(Saved entries)
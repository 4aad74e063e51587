use std::collections::HashMap;
use std::sync::{Arc, Mutex};
use std::time::Duration;

use async_trait::async_trait;
use serde::{Deserialize, Serialize};
use sqlx::postgres::{PgListener, PgPool, PgPoolOptions};
use sqlx::types::Json;
use tokio::sync::broadcast;
use tokio::task::JoinHandle;
use tracing::{debug, error, info, warn};

use super::{next_last_modified, DocumentStore, StoreError, StoreEvent, DOCUMENT_TTL, SUBSCRIPTION_CAPACITY};
use crate::models::DocumentState;

pub const UPDATE_CHANNEL: &str = "colabri_doc_updates";
pub const DELETE_CHANNEL: &str = "colabri_doc_deleted";

const REAP_INTERVAL: Duration = Duration::from_secs(60 * 60);

const CREATE_TABLE_SQL: &str = r#"
    CREATE TABLE IF NOT EXISTS doc_snapshots (
        doc_id TEXT PRIMARY KEY,
        version BIGINT NOT NULL,
        last_modified BIGINT NOT NULL,
        data JSONB NOT NULL,
        expires_at TIMESTAMPTZ NOT NULL
    )
"#;

/// Notification payload. The snapshot itself can exceed the NOTIFY size limit,
/// so listeners fetch it from the table.
#[derive(Debug, Clone, PartialEq, Serialize, Deserialize)]
#[serde(rename_all = "camelCase")]
pub struct NotifyHeader {
    pub doc_id: String,
    #[serde(default)]
    pub version: i64,
    #[serde(default, skip_serializing_if = "Option::is_none")]
    pub origin: Option<String>,
}

type Channels = Arc<Mutex<HashMap<String, broadcast::Sender<StoreEvent>>>>;

/// Postgres-backed document store.
///
/// Snapshots live in `doc_snapshots` as JSONB. Saves and deletes issue
/// `pg_notify` inside the same transaction as the write, and a single
/// `LISTEN` connection per process fans notifications out to the per-document
/// subscribers.
pub struct PgStore {
    pool: PgPool,
    channels: Channels,
    tasks: Vec<JoinHandle<()>>,
}

impl PgStore {
    /// Connect, make sure the schema exists and start the listener and
    /// expiry reaper.
    ///
    /// Update notifications written by `instance_id` are not fetched or
    /// delivered; this process already holds that state.
    pub async fn connect(database_url: &str, instance_id: &str) -> Result<Arc<Self>, StoreError> {
        info!("Connecting to database...");

        let pool = PgPoolOptions::new()
            .max_connections(20)
            .min_connections(2)
            .acquire_timeout(Duration::from_secs(30))
            .idle_timeout(Duration::from_secs(600))
            .max_lifetime(Duration::from_secs(1800))
            .connect(database_url)
            .await?;

        sqlx::query(CREATE_TABLE_SQL).execute(&pool).await?;
        info!("Database connection pool created successfully");

        let mut listener = PgListener::connect_with(&pool).await?;
        listener.listen_all([UPDATE_CHANNEL, DELETE_CHANNEL]).await?;

        let channels: Channels = Arc::new(Mutex::new(HashMap::new()));
        let dispatcher = tokio::spawn(dispatch_notifications(
            listener,
            pool.clone(),
            channels.clone(),
            instance_id.to_string(),
        ));
        let reaper = tokio::spawn(reap_expired(pool.clone()));

        Ok(Arc::new(Self {
            pool,
            channels,
            tasks: vec![dispatcher, reaper],
        }))
    }

    fn log_pool_stats(&self, action: &str, doc_id: &str) {
        let idle = self.pool.num_idle() as u32;
        let size = self.pool.size();
        debug!(
            "{} document {}. Pool connections: {} idle, {} in use",
            action,
            doc_id,
            idle,
            size.saturating_sub(idle)
        );
    }
}

impl Drop for PgStore {
    fn drop(&mut self) {
        for task in &self.tasks {
            task.abort();
        }
    }
}

#[async_trait]
impl DocumentStore for PgStore {
    async fn ping(&self) -> Result<(), StoreError> {
        sqlx::query("SELECT 1").execute(&self.pool).await?;
        Ok(())
    }

    async fn save_document(&self, doc_id: &str, state: &mut DocumentState) -> Result<(), StoreError> {
        self.log_pool_stats("Saving", doc_id);

        let mut tx = match self.pool.begin().await {
            Ok(tx) => tx,
            Err(e) => {
                error!(
                    "Failed to acquire connection from pool: {}. Pool state: {} idle, {} total",
                    e,
                    self.pool.num_idle(),
                    self.pool.size()
                );
                return Err(e.into());
            }
        };

        // Serialize writers of the same document, including the very first save.
        sqlx::query("SELECT pg_advisory_xact_lock(hashtext($1))")
            .bind(doc_id)
            .execute(&mut *tx)
            .await?;

        let current = sqlx::query_as::<_, (i64, i64)>(
            "SELECT version, last_modified FROM doc_snapshots WHERE doc_id = $1 AND expires_at > now()",
        )
        .bind(doc_id)
        .fetch_optional(&mut *tx)
        .await?;
        let (current_version, previous_modified) = current.unwrap_or((0, 0));

        state.version = current_version + 1;
        state.last_modified = next_last_modified(previous_modified.max(state.last_modified));

        sqlx::query(
            r#"
            INSERT INTO doc_snapshots (doc_id, version, last_modified, data, expires_at)
            VALUES ($1, $2, $3, $4, now() + make_interval(secs => $5))
            ON CONFLICT (doc_id) DO UPDATE
            SET version = EXCLUDED.version,
                last_modified = EXCLUDED.last_modified,
                data = EXCLUDED.data,
                expires_at = EXCLUDED.expires_at
            "#,
        )
        .bind(doc_id)
        .bind(state.version)
        .bind(state.last_modified)
        .bind(Json(&*state))
        .bind(DOCUMENT_TTL.as_secs_f64())
        .execute(&mut *tx)
        .await?;

        let header = NotifyHeader {
            doc_id: doc_id.to_string(),
            version: state.version,
            origin: state.origin.clone(),
        };
        sqlx::query("SELECT pg_notify($1, $2)")
            .bind(UPDATE_CHANNEL)
            .bind(serde_json::to_string(&header)?)
            .execute(&mut *tx)
            .await?;

        tx.commit().await?;
        Ok(())
    }

    async fn load_document(&self, doc_id: &str) -> Result<DocumentState, StoreError> {
        self.log_pool_stats("Loading", doc_id);
        Ok(fetch_snapshot(&self.pool, doc_id).await?.unwrap_or_default())
    }

    async fn delete_document(&self, doc_id: &str) -> Result<(), StoreError> {
        let mut tx = self.pool.begin().await?;
        sqlx::query("DELETE FROM doc_snapshots WHERE doc_id = $1")
            .bind(doc_id)
            .execute(&mut *tx)
            .await?;

        let header = NotifyHeader {
            doc_id: doc_id.to_string(),
            version: 0,
            origin: None,
        };
        sqlx::query("SELECT pg_notify($1, $2)")
            .bind(DELETE_CHANNEL)
            .bind(serde_json::to_string(&header)?)
            .execute(&mut *tx)
            .await?;

        tx.commit().await?;
        Ok(())
    }

    async fn subscribe(&self, doc_id: &str) -> Result<broadcast::Receiver<StoreEvent>, StoreError> {
        let mut channels = self.channels.lock().unwrap_or_else(|p| p.into_inner());
        let tx = channels
            .entry(doc_id.to_string())
            .or_insert_with(|| broadcast::channel(SUBSCRIPTION_CAPACITY).0);
        Ok(tx.subscribe())
    }
}

async fn fetch_snapshot(pool: &PgPool, doc_id: &str) -> Result<Option<DocumentState>, StoreError> {
    let row = sqlx::query_as::<_, (Json<DocumentState>,)>(
        "SELECT data FROM doc_snapshots WHERE doc_id = $1 AND expires_at > now()",
    )
    .bind(doc_id)
    .fetch_optional(pool)
    .await?;
    Ok(row.map(|(Json(state),)| state))
}

fn has_subscribers(channels: &Channels, doc_id: &str) -> bool {
    let mut channels = channels.lock().unwrap_or_else(|p| p.into_inner());
    match channels.get(doc_id) {
        Some(tx) if tx.receiver_count() > 0 => true,
        Some(_) => {
            channels.remove(doc_id);
            false
        }
        None => false,
    }
}

fn deliver(channels: &Channels, doc_id: &str, event: StoreEvent) {
    let channels = channels.lock().unwrap_or_else(|p| p.into_inner());
    if let Some(tx) = channels.get(doc_id) {
        let _ = tx.send(event);
    }
}

impl NotifyHeader {
    fn written_by(&self, instance_id: &str) -> bool {
        self.origin.as_deref() == Some(instance_id)
    }
}

async fn dispatch_notifications(mut listener: PgListener, pool: PgPool, channels: Channels, instance_id: String) {
    loop {
        let notification = match listener.recv().await {
            Ok(n) => n,
            Err(e) => {
                // the listener reconnects on the next recv
                error!("Notification listener error: {}", e);
                tokio::time::sleep(Duration::from_secs(1)).await;
                continue;
            }
        };

        let header: NotifyHeader = match serde_json::from_str(notification.payload()) {
            Ok(h) => h,
            Err(e) => {
                warn!("Ignoring malformed notification on {}: {}", notification.channel(), e);
                continue;
            }
        };
        if !has_subscribers(&channels, &header.doc_id) {
            continue;
        }

        match notification.channel() {
            UPDATE_CHANNEL if header.written_by(&instance_id) => {
                debug!("Skipping own update of {} at version {}", header.doc_id, header.version)
            }
            UPDATE_CHANNEL => match fetch_snapshot(&pool, &header.doc_id).await {
                Ok(Some(state)) => deliver(&channels, &header.doc_id, StoreEvent::Updated(state)),
                Ok(None) => debug!("Snapshot for {} vanished before it could be fetched", header.doc_id),
                Err(e) => error!("Failed to fetch snapshot for {}: {}", header.doc_id, e),
            },
            DELETE_CHANNEL => deliver(&channels, &header.doc_id, StoreEvent::Deleted),
            other => debug!("Notification on unexpected channel {}", other),
        }
    }
}

async fn reap_expired(pool: PgPool) {
    let mut interval = tokio::time::interval(REAP_INTERVAL);
    loop {
        interval.tick().await;
        match sqlx::query("DELETE FROM doc_snapshots WHERE expires_at <= now()")
            .execute(&pool)
            .await
        {
            Ok(result) if result.rows_affected() > 0 => {
                info!("Removed {} expired document snapshots", result.rows_affected())
            }
            Ok(_) => {}
            Err(e) => error!("Failed to remove expired snapshots: {}", e),
        }
    }
}

#[cfg(test)]
mod tests {
    use super::*;

    #[test]
    fn notify_header_wire_format() {
        let header = NotifyHeader {
            doc_id: "room-1".into(),
            version: 7,
            origin: Some("replica-a".into()),
        };
        let json = serde_json::to_value(&header).unwrap();
        assert_eq!(json, serde_json::json!({"docId": "room-1", "version": 7, "origin": "replica-a"}));

        let deleted: NotifyHeader = serde_json::from_str(r#"{"docId":"room-1"}"#).unwrap();
        assert_eq!(deleted.version, 0);
        assert!(deleted.origin.is_none());
    }

    #[test]
    fn own_updates_are_recognized_by_origin() {
        let header = NotifyHeader {
            doc_id: "room-1".into(),
            version: 3,
            origin: Some("replica-a".into()),
        };
        assert!(header.written_by("replica-a"));
        assert!(!header.written_by("replica-b"));

        let anonymous = NotifyHeader { origin: None, ..header };
        assert!(!anonymous.written_by("replica-a"));
    }
}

§ **AIM OF THE EXERCISE**: Filter the data above, keeping only lines that include the string "bool".

§ **REPLY TO THE TASK**:
fn has_subscribers(channels: &Channels, doc_id: &str) -> bool {
    fn written_by(&self, instance_id: &str) -> bool {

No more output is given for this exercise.